As the legal and regulatory world becomes more familiar with AI technology more people are seeing just how Natural Language Processing (NLP) and machine learning can create new applications in their field. One such new application is PenaltyAISearch, the brainchild of the founders of Global-Regulation, CEO, Sean Goltz and CTO, Addison Cameron-Huff.
Artificial Lawyer caught up with the Toronto-based founders and asked them about their new creation and what kind of impact using NLP and machine learning in this way would have on global compliance.
First of all, can you briefly tell the readers what PenaltyAI Search does? And who would be the main users of this product?
PenaltyAI Search is the first and only AI system that identifies compliance clauses in legislation on a global scale, extracts the actual penalty amount and serves it all to the user in US dollars.
This tool is intended for risk and compliance professionals that can search and identify risk levels and compliance requirements across jurisdictions on a specific topic without even reading the law.
It can also be helpful for academics and researchers looking at the comparative aspects of compliance across the world. We have many academic clients at institutions like Oxford, Harvard, and Monash, who use our search tools to explore and compare world laws.
And, also, what does Global Regulation do?
Global-Regulation.com is the largest search engine of legislation and technical standards from around the world. We offer an English searchable database of 1.55 million laws, regulations and technical standards (through our partnership with ANSI) from 80 countries.
We use Microsoft and Google machine translation to translate legislation from 26 languages into English. Building on this big data, we are able to offer cutting edge analytics like legal complexity and the PenaltyAI search.

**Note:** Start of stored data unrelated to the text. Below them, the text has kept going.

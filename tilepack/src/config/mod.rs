//! User configuration in `~/.tilepack/config.ini`.
//!
//! ```ini
//! [store]
//! path = ~/.tilepack/packs.json
//!
//! [download]
//! tile_count_limit = 6000
//!
//! [engine]
//! simulate = true
//! tick_interval_ms = 200
//! tiles_per_tick = 50
//! event_capacity = 1024
//!
//! [logging]
//! directory = ~/.tilepack/logs
//! file = tilepack.log
//! ```
//!
//! A missing file yields defaults; missing keys keep their default value.

mod file;
mod settings;

pub use file::{config_directory, config_file_path, ConfigFileError};
pub use settings::{
    ConfigFile, DownloadSettings, EngineSettings, LoggingSettings, StoreSettings,
    DEFAULT_LOG_FILE, DEFAULT_STORE_FILE,
};
//! CLI error handling with user-friendly messages.
//!
//! Centralizes error handling for the CLI, providing consistent formatting
//! and appropriate exit codes.

use std::fmt;
use std::process;

use tilepack::config::ConfigFileError;
use tilepack::offline::OfflineError;

/// CLI-specific errors with user-friendly messages.
#[derive(Debug)]
pub enum CliError {
    /// Failed to initialize logging
    LoggingInit(String),
    /// Configuration file could not be read or written
    Config(ConfigFileError),
    /// Malformed command-line argument
    InvalidArgument(String),
    /// Failed to install the Ctrl+C handler
    Signal(String),
    /// An offline region operation failed
    Offline(OfflineError),
}

impl CliError {
    /// Exit the process with an appropriate error message and code.
    pub fn exit(&self) -> ! {
        eprintln!("Error: {}", self);

        match self {
            CliError::Offline(OfflineError::NotFound(_)) => {
                eprintln!();
                eprintln!("Run `tilepack list` to see the ids of downloaded regions.");
            }
            CliError::Offline(OfflineError::InvalidRegionDefinition(_)) => {
                eprintln!();
                eprintln!("The style must be a URL, for example:");
                eprintln!("  --style mapbox://styles/mapbox/streets-v11");
            }
            CliError::Offline(OfflineError::TileCountLimitExceeded { .. }) => {
                eprintln!();
                eprintln!("The region was deleted. Either download a smaller region or");
                eprintln!("raise the limit with `tilepack limit <n>` (0 = unlimited).");
            }
            CliError::Offline(OfflineError::AlreadyDownloading(_)) => {
                eprintln!();
                eprintln!("Another download of this region is still running.");
            }
            CliError::Offline(OfflineError::List(_)) | CliError::Config(_) => {
                eprintln!();
                eprintln!(
                    "Check the files under {}",
                    tilepack::config::config_directory().display()
                );
            }
            _ => {}
        }

        process::exit(1)
    }
}

impl fmt::Display for CliError {
    fn fmt(&self, f: &mut fmt::Formatter<'_>) -> fmt::Result {
        match self {
            CliError::LoggingInit(msg) => write!(f, "Failed to initialize logging: {}", msg),
            CliError::Config(e) => write!(f, "Configuration error: {}", e),
            CliError::InvalidArgument(msg) => write!(f, "Invalid argument: {}", msg),
            CliError::Signal(msg) => write!(f, "Failed to set signal handler: {}", msg),
            CliError::Offline(e) => write!(f, "{} [{}]", e, e.code()),
        }
    }
}

impl std::error::Error for CliError {
    fn source(&self) -> Option<&(dyn std::error::Error + 'static)> {
        match self {
            CliError::Config(e) => Some(e),
            CliError::Offline(e) => Some(e),
            _ => None,
        }
    }
}

impl From<OfflineError> for CliError {
    fn from(e: OfflineError) -> Self {
        CliError::Offline(e)
    }
}

impl From<ConfigFileError> for CliError {
    fn from(e: ConfigFileError) -> Self {
        CliError::Config(e)
    }
}

#[cfg(test)]
mod tests {
    use super::*;
    use std::error::Error as _;

    #[test]
    fn test_offline_error_shows_code() {
        let err = CliError::from(OfflineError::NotFound(7));
        assert_eq!(
            err.to_string(),
            "There is no region with given id: 7 [NotFound]"
        );
        assert!(err.source().is_some());
    }

    #[test]
    fn test_invalid_argument() {
        let err = CliError::InvalidArgument("bounds".into());
        assert_eq!(err.to_string(), "Invalid argument: bounds");
        assert!(err.source().is_none());
    }
}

What was the inspiration for PenaltyAI? I understand part of the origin story came from one of your team working with a large accounting firm. Could you tell us more about this journey?
The inspiration came from an internal discussion about what we can do with our big data. One of the reasons that Global-Regulation’s team works so well is that we are both coming from the same field (law), but while Addison is a programmer, Sean is an academic. This combination creates ideas and opportunities to think out of the box and come up with innovative ideas.
As for the journey, that was a literal journey from Toronto to New York. The accounting firm was one of the Big Four interested in investing in us at our early stages. We refused since we wanted to maintain our independence to develop the product as we see fit. Looking back we were 100% right in this decision.
Getting a bit technical now, the penalty search is described as an AI system, is it using Natural Language Processing (NLP) and does it have machine learning capabilities?
Sean has co-authored an academic paper (“Enhancing Regulatory Compliance by Using Artificial Intelligence Text Mining to Identify Penalty Clauses in Legislation”) currently considered for presentation at the 16th International Conference on Artificial Intelligence and Law.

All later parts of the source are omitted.